In the second place, the trial confirmed earlier studies that indicated that not doing angioplasty to open all the patient's narrowed coronary arteries was linked to a poorer outcome and the need for more invasive procedures.
Third, despite intensive medical therapy for stable coronary disease patients -- which Kereiakes sees as unrealistic -- "severe or progressive symptoms led to a surprisingly high rate (32 percent) of 'crossover' to revascularization [surgery] in patients initially assigned to medical therapy alone," they noted in their paper in the Oct. 16 issue of the Journal of the American College of Cardiology released Friday.
Fourth, Kereiakes' team believes that the clinical benefits of drug therapy plus angioplasty give patients, particularly those with disease in more than one vessel, the biggest benefit in terms of reducing chest pain.
Still, a case-by-case approach may be best, the team said.

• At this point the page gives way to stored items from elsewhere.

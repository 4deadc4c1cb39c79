use crate::{Graph, InfectionError, Result, UidRegistry, UserId};
use std::collections::{BTreeSet, HashSet};
use std::fs::File;
use std::io::{BufRead, BufReader, BufWriter, Write};
use std::path::Path;
use std::sync::Arc;

impl Graph {
    pub fn load_csv<P: AsRef<Path>>(path: P) -> Result<Self> {
        Self::deserialize_csv(BufReader::new(File::open(path)?))
    }

    /// Reads one user per record: the uid first, followed by the uids of its students.
    /// Students that have no record of their own are created as they are referenced.
    pub fn deserialize_csv<R: BufRead>(reader: R) -> Result<Self> {
        Self::deserialize_csv_with_registry(reader, Arc::new(UidRegistry::new()))
    }

    /// Like [`Graph::deserialize_csv`], but uids are claimed in a registry shared with other graphs.
    pub fn deserialize_csv_with_registry<R: BufRead>(
        reader: R,
        registry: Arc<UidRegistry>,
    ) -> Result<Self> {
        let mut graph = Graph::with_registry(registry);
        let mut declared = HashSet::new();

        for (index, line) in reader.lines().enumerate() {
            let line = line?;
            let line_number = index + 1;
            let record = line.trim();
            if record.is_empty() || record.starts_with('#') {
                continue;
            }

            let mut fields = record.split(',').map(str::trim);
            let uid = parse_uid(fields.next().unwrap_or_default(), line_number)?;
            if !declared.insert(uid) {
                return Err(InfectionError::DuplicateIdentifier(uid));
            }
            graph.ensure_user(uid)?;

            let mut students = Vec::new();
            for field in fields.filter(|f| !f.is_empty()) {
                let student = parse_uid(field, line_number)?;
                graph.ensure_user(student)?;
                students.push(student);
            }
            graph.add_students(uid, students)?;
        }
        Ok(graph)
    }

    /// Writes the graph in the format read by [`Graph::deserialize_csv`].
    pub fn serialize_csv<W: Write>(&self, mut writer: W) -> Result<()> {
        for user in self.users() {
            write!(writer, "{}", user.uid())?;
            for student in user.students() {
                write!(writer, ",{student}")?;
            }
            writeln!(writer)?;
        }
        writer.flush()?;
        Ok(())
    }

    pub fn save_csv<P: AsRef<Path>>(&self, path: P) -> Result<()> {
        self.serialize_csv(BufWriter::new(File::create(path)?))
    }
}

fn parse_uid(field: &str, line: usize) -> Result<UserId> {
    field.parse().map_err(|_| InfectionError::Parse {
        line,
        message: format!("invalid uid {field:?}"),
    })
}

/// Writes one uid per line.
pub fn write_infected<W: Write>(mut writer: W, infected: &BTreeSet<UserId>) -> Result<()> {
    for uid in infected {
        writeln!(writer, "{uid}")?;
    }
    writer.flush()?;
    Ok(())
}

pub fn save_infected<P: AsRef<Path>>(path: P, infected: &BTreeSet<UserId>) -> Result<()> {
    write_infected(BufWriter::new(File::create(path)?), infected)
}
use thiserror::Error;

/// An error in LEB128 encoding or decoding.
#[derive(Error, Copy, Clone, Debug, Eq, PartialEq)]
pub enum Leb128Error {
    #[error("The encoding uses {0} bytes, but at most {1} are allowed for this width.")]
    Overlong(usize, usize),
    #[error("The input ended inside an LEB128 encoding.")]
    Truncated,
    #[error("The final encoding group carries bits outside the value's width.")]
    Overflow,
}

"The choice of therapy (s) for each individual patient must be made based on coronary anatomic suitability and in the context of the patient's lifestyle, functional capacity, level of symptom limitation, and their ability (physically, emotionally, and financially) to take the prescribed treatment," Kereiakes' group notes. "If PCI (angioplasty) revascularization is performed, this procedure should be done using the most complete and effective tools and always in addition to (rather than in place of) medical therapies that reduce [cholesterol] plaque progression," they concluded.
Despite these findings, Diamond said that the COURAGE trial showed that drug therapy was as effective as drug therapy plus angioplasty for patients with stable angina. "Angioplasty provided no additional benefit over optimal medical care," he said. "That gores the ox of those who believe strongly in angioplasty."